[What to produce]
Your answer should be the complete data, copied exactly.

[[ Records for processing, beginning ]]

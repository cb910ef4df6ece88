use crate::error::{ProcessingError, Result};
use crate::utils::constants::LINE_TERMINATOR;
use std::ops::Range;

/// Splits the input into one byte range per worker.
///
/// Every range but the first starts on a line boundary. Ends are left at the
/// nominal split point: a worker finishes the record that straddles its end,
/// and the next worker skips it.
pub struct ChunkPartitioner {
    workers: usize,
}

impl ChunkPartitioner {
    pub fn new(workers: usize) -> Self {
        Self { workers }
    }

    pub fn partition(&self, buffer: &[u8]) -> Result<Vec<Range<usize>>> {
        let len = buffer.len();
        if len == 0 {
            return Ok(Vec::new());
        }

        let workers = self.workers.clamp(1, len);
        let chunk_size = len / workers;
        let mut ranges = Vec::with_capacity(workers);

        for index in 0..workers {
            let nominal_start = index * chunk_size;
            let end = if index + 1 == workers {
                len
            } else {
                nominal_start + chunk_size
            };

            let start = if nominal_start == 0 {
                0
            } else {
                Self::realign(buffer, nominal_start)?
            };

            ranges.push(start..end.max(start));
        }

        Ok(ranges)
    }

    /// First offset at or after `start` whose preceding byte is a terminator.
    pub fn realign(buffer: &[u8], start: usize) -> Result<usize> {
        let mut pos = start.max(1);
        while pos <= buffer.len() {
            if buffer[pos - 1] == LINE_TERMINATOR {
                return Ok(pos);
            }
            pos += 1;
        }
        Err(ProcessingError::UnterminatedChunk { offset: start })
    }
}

[[ Records for processing, end ]]

[Exercise response]
repository cb910ef4df6ece88
use crate::error::{ProcessingError, Result};
use crate::utils::constants::LINE_TERMINATOR;
use std::ops::Range;

/// Splits the input into one byte range per worker.
///
/// Every range but the first starts on a line boundary. Ends are left at the
/// nominal split point: a worker finishes the record that straddles its end,
/// and the next worker skips it.
pub struct ChunkPartitioner {
    workers: usize,
}

impl ChunkPartitioner {
    pub fn new(workers: usize) -> Self {
        Self { workers }
    }

    pub fn partition(&self, buffer: &[u8]) -> Result<Vec<Range<usize>>> {
        let len = buffer.len();
        if len == 0 {
            return Ok(Vec::new());
        }

        let workers = self.workers.clamp(1, len);
        let chunk_size = len / workers;
        let mut ranges = Vec::with_capacity(workers);

        for index in 0..workers {
            let nominal_start = index * chunk_size;
            let end = if index + 1 == workers {
                len
            } else {
                nominal_start + chunk_size
            };

            let start = if nominal_start == 0 {
                0
            } else {
                Self::realign(buffer, nominal_start)?
            };

            ranges.push(start..end.max(start));
        }

        Ok(ranges)
    }

    /// First offset at or after `start` whose preceding byte is a terminator.
    pub fn realign(buffer: &[u8], start: usize) -> Result<usize> {
        let mut pos = start.max(1);
        while pos <= buffer.len() {
            if buffer[pos - 1] == LINE_TERMINATOR {
                return Ok(pos);
            }
            pos += 1;
        }
        Err(ProcessingError::UnterminatedChunk { offset: start })
    }
}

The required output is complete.